East Jefferson General Hospital is one of only eighteen Louisiana hospitals to have reduced the number of elective inductions and cesarean deliveries performed before 39 completed weeks of pregnancy to meet March of Dimes criteria for hospital recognition. This will give more babies a healthy start in life, the March of Dimes says.
“We began this initiative because we saw the great benefits to both mother and child by ending elective deliveries prior to 39 weeks,” said Dr. Mark Peters, President and CEO of East Jefferson General Hospital. “There is no question it was a tremendous collaboration between our nursing staff, physicians and administrators, but we knew it was the right thing to do. I think the results indicate a healthier start for our babies, and we are proud to have been on the leading edge of bringing this program to our community.”
Through the ongoing work that has occurred as a result of the partnership between the Louisiana Department of Health and Hospitals Birth Outcomes Initiative, the Louisiana Hospital Association Research and Education Foundation Hospital Engagement Network (LHAREF HEN), and the March of Dimes, over 960 early elective deliveries have been prevented, which translates to an 83 percent reduction since the beginning of the initiative in 2012, according to data released from the LHAREF HEN. These efforts equated to $700,000 in direct cost savings, not including savings resulting from reductions in NICU utilization.
“We are proud of our hospitals and their expert team of physicians and nurses who recognized this opportunity to improve the quality of healthcare in our community and put in place policies to avoid scheduling elective inductions or caesarean deliveries before 39 weeks of pregnancy, except when medically necessary,” said LHA President and CEO Paul Salles.
Worldwide, 15 million babies are born too soon each year, and more than one million of those infants die as a result of their early births. In Louisiana, 9,563 babies are born premature each year, and more than 450 infants die before their first birthday.
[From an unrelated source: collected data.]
/// Builds the command from parsed arguments. `config` supplies import defaults.
fn build_command(args: &Args, config: &PoolConfig) -> Result<PoolCommand, String> {
    let name = args.positional(0, "command")?;

    let command = match name {
        "import" => {
            let path = PathBuf::from(args.positional(1, "file")?);
            let barcode_type: BarcodeType = args
                .parsed("--type")?
                .ok_or_else(|| "missing --type".to_string())?;
            let threshold: u64 = args
                .parsed("--threshold")?
                .ok_or_else(|| "missing --threshold".to_string())?;

            let mut request = ImportRequest::new(barcode_type, threshold)
                .clear_existing(args.switch("--clear"))
                .validate_format(config.import.validate_format && !args.switch("--no-validate"));
            if let Some(notes) = args.option("--notes") {
                request = request.legacy_notes(notes);
            }
            PoolCommand::Import { path, request }
        }
        "clear" => PoolCommand::ClearPool {
            barcode_type: args.parsed("--type")?,
        },
        "assign" => PoolCommand::Assign {
            variant_id: args.positional(1, "variant id")?.to_string(),
            barcode_type: args
                .parsed("--type")?
                .ok_or_else(|| "missing --type".to_string())?,
            preferred_code: args.option("--code").map(str::to_string),
        },
        "set-primary" => PoolCommand::SetPrimary {
            variant_id: args.positional(1, "variant id")?.to_string(),
            barcode_id: args.positional(2, "barcode id")?.to_string(),
        },
        "release" => {
            let barcode_ids: Vec<String> = args.positionals[1..].to_vec();
            if barcode_ids.is_empty() {
                return Err("missing barcode id".to_string());
            }
            PoolCommand::Release { barcode_ids }
        }
        "delete-variant" => PoolCommand::DeleteVariant {
            variant_id: args.positional(1, "variant id")?.to_string(),
            reason: args
                .required("--reason")?
                .parse::<DeletionReason>()
                .map_err(|e| format!("--reason: {e}"))?,
            notes: args.option("--notes").map(str::to_string),
        },
        "stats" => PoolCommand::Stats,
        "history" => PoolCommand::BatchHistory {
            limit: args.parsed("--limit")?.unwrap_or(20),
        },
        "search" => {
            let defaults = Page::default();
            PoolCommand::Search {
                filter: BarcodeFilter {
                    code_contains: args.option("--code").map(str::to_string),
                    status: args.parsed::<BarcodeStatus>("--status")?,
                    barcode_type: args.parsed::<BarcodeType>("--type")?,
                    batch_id: args.option("--batch").map(str::to_string),
                },
                page: Page {
                    offset: args.parsed("--offset")?.unwrap_or(defaults.offset),
                    limit: args.parsed("--limit")?.unwrap_or(defaults.limit),
                },
            }
        }
        other => return Err(format!("unknown command '{other}'")),
    };

    Ok(command)
}

// =============================================================================
// Output
// =============================================================================

fn render(outcome: &CommandOutcome) {
    match outcome {
        CommandOutcome::Imported(report) => {
            println!("Batch {}", report.batch_id);
            println!("  processed:  {}", report.total_processed);
            println!("  imported:   {}", report.imported);
            println!("    available: {}", report.available);
            println!("    legacy:    {}", report.legacy);
            println!("  duplicates: {}", report.duplicates);
            println!("  invalid:    {}", report.invalid);
            if report.cleared > 0 {
                println!("  cleared:    {}", report.cleared);
            }
            for error in &report.errors {
                println!("  ! {error}");
            }
            if report.errors_truncated() {
                println!("  … {} more", report.error_count - report.errors.len());
            }
        }
        CommandOutcome::Cleared { deleted } => println!("Deleted {deleted} available barcodes"),
        CommandOutcome::Assigned(barcode) | CommandOutcome::PrimarySet(barcode) => {
            let primary = if barcode.is_primary { " (primary)" } else { "" };
            println!(
                "{} {} → {}{}",
                barcode.barcode_type.label(),
                barcode.code,
                barcode.owner_variant_id.as_deref().unwrap_or("-"),
                primary
            );
        }
        CommandOutcome::Released(results) => {
            for result in results {
                match (&result.outcome, &result.error) {
                    (Some(outcome), _) => println!("{}: {:?}", result.barcode_id, outcome),
                    (None, Some(error)) => println!("{}: {}", result.barcode_id, error),
                    (None, None) => println!("{}: -", result.barcode_id),
                }
            }
        }
        CommandOutcome::VariantDeleted(archive) => {
            println!("Deleted {} ({})", archive.variant_sku, archive.product_name);
            println!("  reason:   {}", archive.deletion_reason);
            println!(
                "  primary:  {}",
                archive.primary_barcode.as_deref().unwrap_or("-")
            );
            println!("  released: {}", archive.released_codes().join(", "));
        }
        CommandOutcome::Stats(stats) => {
            println!("{:<10} {:<16} {:>10}", "TYPE", "STATUS", "COUNT");
            for row in &stats.rows {
                println!(
                    "{:<10} {:<16} {:>10}",
                    row.barcode_type.as_str(),
                    row.status.as_str(),
                    row.count
                );
            }
            println!("{:<27} {:>10}", "total", stats.total);
        }
        CommandOutcome::BatchHistory(batches) => {
            for batch in batches {
                println!(
                    "{}  {}  {:<8} imported {:>7}  legacy {:>7}  dup {:>6}  invalid {:>6}  {}",
                    batch.created_at.format("%Y-%m-%d %H:%M"),
                    batch.batch_id,
                    batch.barcode_type.as_str(),
                    batch.imported_count,
                    batch.legacy_count,
                    batch.duplicate_count,
                    batch.invalid_count,
                    batch.source_name.as_deref().unwrap_or("")
                );
            }
        }
        CommandOutcome::Search(page) => {
            for barcode in &page.items {
                println!(
                    "{}  {:<20} {:<8} {:<15} {}",
                    barcode.id,
                    barcode.code,
                    barcode.barcode_type.as_str(),
                    barcode.status.as_str(),
                    barcode.owner_variant_id.as_deref().unwrap_or("")
                );
            }
            println!("{} of {} shown", page.items.len(), page.total);
        }
    }
}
Babies who survive an early birth often face the risk of lifelong health challenges; such as breathing problems, cerebral palsy, learning disabilities and others. Even babies born just a few weeks early have higher rates of hospitalization and illness than full-term infants. Recent research by the March of Dimes, the National Institutes of Health, and the U.S. Food and Drug Administration found that although the overall threat is small, the risk of death more than doubles for infants born at 37 weeks of pregnancy when compared to babies born at 40 weeks, for all races and ethnicities.
“The last weeks of pregnancy are very important. Babies aren’t fully developed until at least 39 weeks in the womb. Important development of the brain, lungs and other vital organs occurs in the last few weeks of pregnancy,” said Frankie Robertson March of Dimes State Director. “I commend EJGH and these hospitals for improving the health of babies with their quality improvement efforts.”